Em ação da Lava Jato, PF prende banqueiro ligado ao grupo de Sérgio Cabral
Em ação da Lava Jato, PF prende banqueiro ligado ao grupo de Sérgio Cabral
Por Da redação.
Agentes da Polícia Federal prenderam hoje (16/8) o banqueiro Edson Menezes. Ele é ex-superintendente do Banco Prosper e ex-presidente da Bolsa de Valores. Menezes, conhecido como Grande, é investigado pelo pagamento de propina para a contratação do Banco Prosper no processo de leilão do Banco do Estado do Rio de Janeiro (Berj).
Segundo as investigações da Lava Jato no Rio, ele teria pago R$ 3,12 milhões de propina ao grupo do ex-governador Sérgio Cabral. Parte do pagamento foi feito em dólares, em espécie, e o restante em garrafas de vinho que, segundo o Ministério Público Federal, valem mais de mil dólares no mercado internacional. O pagamento foi feito por meio da Remop Investments, uma das off-shores de Menezes. O banqueiro foi preso no seu apartamento no Leblon, Zona Sul do Rio. Os policiais vão também a outros seis endereços ligados ao ex-superintendente da Prosper.
Em 2006, o governo do Rio contratou a Fundação Getúlio Vargas (FGV) para uma consultoria para avaliar o preço mínimo do Berj. Em 2010, o edital de leilão do banco previu um pagamento de 3%, R$ 3,12 milhões, sobre o total alcançado na venda para o pagamento da consultoria independente.

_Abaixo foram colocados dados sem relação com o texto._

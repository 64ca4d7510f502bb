// SPDX-License-Identifier: Apache-2.0
// Copyright Open Network Fabric Authors

//! Network namespace handles and the executor that runs work inside them.
//!
//! The network namespace is an attribute of an OS thread, not of a process or of an async task.
//! [`NetnsExecutor`] owns a small pool of dedicated threads, each with its own single-threaded
//! tokio runtime. A job borrows one thread exclusively: the thread enters the target namespace,
//! opens a netlink socket there, drives the job to completion and goes back home before it
//! accepts another job.

use crossbeam_channel::{Receiver, Sender};
use futures::FutureExt;
use nix::sched::{CloneFlags, setns};
use rtnetlink::Handle;
use std::fmt::{Debug, Formatter};
use std::fs::File;
use std::future::Future;
use std::panic::AssertUnwindSafe;
use std::path::{Path, PathBuf};
use std::sync::Arc;
use thiserror::Error;
use tokio::runtime::Runtime;
use tokio::sync::oneshot;
#[allow(unused)]
use tracing::{debug, error, info, warn};

#[derive(Debug, Error)]
pub enum NetnsError {
    #[error("Failed to open network namespace {path}: {source}")]
    Open {
        path: PathBuf,
        #[source]
        source: std::io::Error,
    },
    #[error("Failed to enter network namespace {path}: {source}")]
    Enter {
        path: PathBuf,
        #[source]
        source: nix::Error,
    },
    /// The worker could not go back to its namespace. It has been retired.
    #[error("Failed to restore the namespace of a worker thread: {0}")]
    Restore(nix::Error),
    #[error("Failed to open netlink socket in {path}: {source}")]
    Netlink {
        path: PathBuf,
        #[source]
        source: std::io::Error,
    },
    #[error("Work in network namespace {0} panicked")]
    Panicked(PathBuf),
    #[error("Failed to spawn namespace worker: {0}")]
    Spawn(std::io::Error),
    #[error("No namespace worker is left")]
    ExecutorGone,
}

/// An open handle on a network namespace.
///
/// Holding the file keeps the namespace alive and makes it reachable even if its bind mount
/// goes away.
#[derive(Clone)]
pub struct Netns {
    path: PathBuf,
    file: Arc<File>,
}

impl Debug for Netns {
    fn fmt(&self, f: &mut Formatter<'_>) -> std::fmt::Result {
        write!(f, "Netns({})", self.path.display())
    }
}

impl Netns {
    /// Open the namespace bound at `path`, typically `/run/netns/<name>`.
    ///
    /// # Errors
    ///
    /// Fails if the file can't be opened.
    pub fn open(path: impl AsRef<Path>) -> Result<Self, NetnsError> {
        let path = path.as_ref().to_path_buf();
        let file = File::open(&path).map_err(|source| NetnsError::Open {
            path: path.clone(),
            source,
        })?;
        Ok(Self {
            path,
            file: Arc::new(file),
        })
    }

    /// The namespace of the calling thread.
    ///
    /// # Errors
    ///
    /// Fails if procfs is not available.
    pub fn current() -> Result<Self, NetnsError> {
        Self::open("/proc/thread-self/ns/net")
    }

    #[must_use]
    pub fn path(&self) -> &Path {
        &self.path
    }

    pub(crate) fn file(&self) -> &File {
        &self.file
    }

    fn enter(&self) -> Result<(), NetnsError> {
        setns(self.file.as_ref(), CloneFlags::CLONE_NEWNET).map_err(|source| NetnsError::Enter {
            path: self.path.clone(),
            source,
        })
    }
}

/// A job handed to a worker. It returns false if the worker must not be reused.
type Job = Box<dyn FnOnce(&Runtime, &Netns) -> bool + Send>;

/// Pool of OS threads dedicated to namespace-switched work.
#[derive(Debug)]
pub struct NetnsExecutor {
    jobs: Sender<Job>,
}

impl NetnsExecutor {
    /// Spawn `workers` threads (at least one).
    ///
    /// # Errors
    ///
    /// Fails if a thread can't be spawned.
    pub fn new(workers: usize) -> Result<Self, NetnsError> {
        let (jobs, queue) = crossbeam_channel::unbounded::<Job>();
        for n in 0..workers.max(1) {
            let queue = queue.clone();
            std::thread::Builder::new()
                .name(format!("netns-worker-{n}"))
                .spawn(move || worker(&queue))
                .map_err(NetnsError::Spawn)?;
        }
        Ok(Self { jobs })
    }

    /// Run `exec` with a netlink handle opened inside `netns`, on a thread switched into it.
    ///
    /// The thread is switched back before it is handed to anybody else, whether `exec` succeeds,
    /// fails or panics. The caller only awaits the outcome; it never changes namespace itself.
    ///
    /// # Errors
    ///
    /// Returns the error of `exec`, or a [`NetnsError`] if switching namespaces failed. A
    /// [`NetnsError::Restore`] means the outcome of `exec` is unreliable.
    pub async fn run_in<F, Fut, T, E>(&self, netns: &Netns, exec: F) -> Result<T, E>
    where
        F: FnOnce(Handle) -> Fut + Send + 'static,
        Fut: Future<Output = Result<T, E>>,
        T: Send + 'static,
        E: From<NetnsError> + Send + 'static,
    {
        let (reply, outcome) = oneshot::channel();
        let target = netns.clone();
        let job: Job = Box::new(move |runtime, home| {
            let (result, sane) = run_switched(runtime, home, &target, exec);
            if reply.send(result).is_err() {
                debug!("Caller gave up on work in {}", target.path.display());
            }
            sane
        });
        self.jobs
            .send(job)
            .map_err(|_| E::from(NetnsError::ExecutorGone))?;
        outcome.await.map_err(|_| E::from(NetnsError::ExecutorGone))?
    }
}

fn worker(queue: &Receiver<Job>) {
    let runtime = match tokio::runtime::Builder::new_current_thread()
        .enable_io()
        .enable_time()
        .build()
    {
        Ok(runtime) => runtime,
        Err(e) => {
            error!("Namespace worker can't start a runtime: {e}");
            return;
        }
    };
    let home = match Netns::current() {
        Ok(home) => home,
        Err(e) => {
            error!("Namespace worker can't find its own namespace: {e}");
            return;
        }
    };
    while let Ok(job) = queue.recv() {
        if !job(&runtime, &home) {
            error!("Retiring namespace worker: its namespace is unknown");
            return;
        }
    }
}

/// Enter `target`, drive `exec`, go back to `home`. The boolean tells if we made it back.
fn run_switched<F, Fut, T, E>(
    runtime: &Runtime,
    home: &Netns,
    target: &Netns,
    exec: F,
) -> (Result<T, E>, bool)
where
    F: FnOnce(Handle) -> Fut,
    Fut: Future<Output = Result<T, E>>,
    E: From<NetnsError>,
{
    if let Err(e) = target.enter() {
        // a failed setns leaves the thread where it was
        return (Err(e.into()), true);
    }
    let outcome = runtime.block_on(async {
        let (connection, handle, _) =
            rtnetlink::new_connection().map_err(|source| NetnsError::Netlink {
                path: target.path.clone(),
                source,
            })?;
        let connection = tokio::spawn(connection);
        // building the future may panic too
        let outcome = AssertUnwindSafe(async move { exec(handle).await })
            .catch_unwind()
            .await;
        connection.abort();
        outcome.map_err(|_| NetnsError::Panicked(target.path.clone()))
    });
    if let Err(e) = setns(home.file(), CloneFlags::CLONE_NEWNET) {
        error!(
            "Failed to leave network namespace {}: {e}",
            target.path.display()
        );
        return (Err(NetnsError::Restore(e).into()), false);
    }
    match outcome {
        Ok(result) => (result, true),
        Err(e) => (Err(e.into()), true),
    }
}
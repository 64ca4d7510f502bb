// SPDX-License-Identifier: Apache-2.0
// Copyright Open Network Fabric Authors

//! What the dataplane of one node should look like.

use ipnet::IpNet;
use serde::{Deserialize, Serialize};
use std::net::IpAddr;

/// The uplink of the node.
#[derive(Clone, Debug, PartialEq, Eq, Serialize, Deserialize)]
pub struct UnderlayParams {
    /// The physical NIC to move into the router namespace.
    pub nic: String,
    /// Host prefix of the VTEP, assigned to the underlay loopback.
    pub vtep: IpNet,
}

/// One tenant overlay.
#[derive(Clone, Debug, PartialEq, Eq, Serialize, Deserialize)]
pub struct VniParams {
    pub vrf: String,
    pub vni: u32,
    pub vxlan_port: u16,
    /// Source address of the vxlan device.
    pub vtep: IpAddr,
    pub veth_host: IpNet,
    pub veth_ns: IpNet,
}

De acordo com os procuradores da República, estes elementos confirmam o depoimento de um dos delatores da Lava-Jato de que Sérgio Cabral condicionou o leilão do Berj à contratação do Prosper.
As investigações também comprovaram outras cinco operações de dólar-cabo (quado o cliente entrega o dinheiro em reais no Brasil e recebe os dólares no exterior).em lavagem de capitais feitas pela Remo Investments com os irmãos Marcelo e Renato Chebar, operadores financeiros de Cabral.
Também ficou comprovado, segundo o MPF, relações de amizade entre Menezes e Carlos Nuzman, denunciado na Operação Unfair Play, e que integrou o Conselho da Riopar Participações, ao lado de Marcelo Traça, Jacob Barata Filho e Lélis Teixeira, todos denunciados na Operação Ponto Final.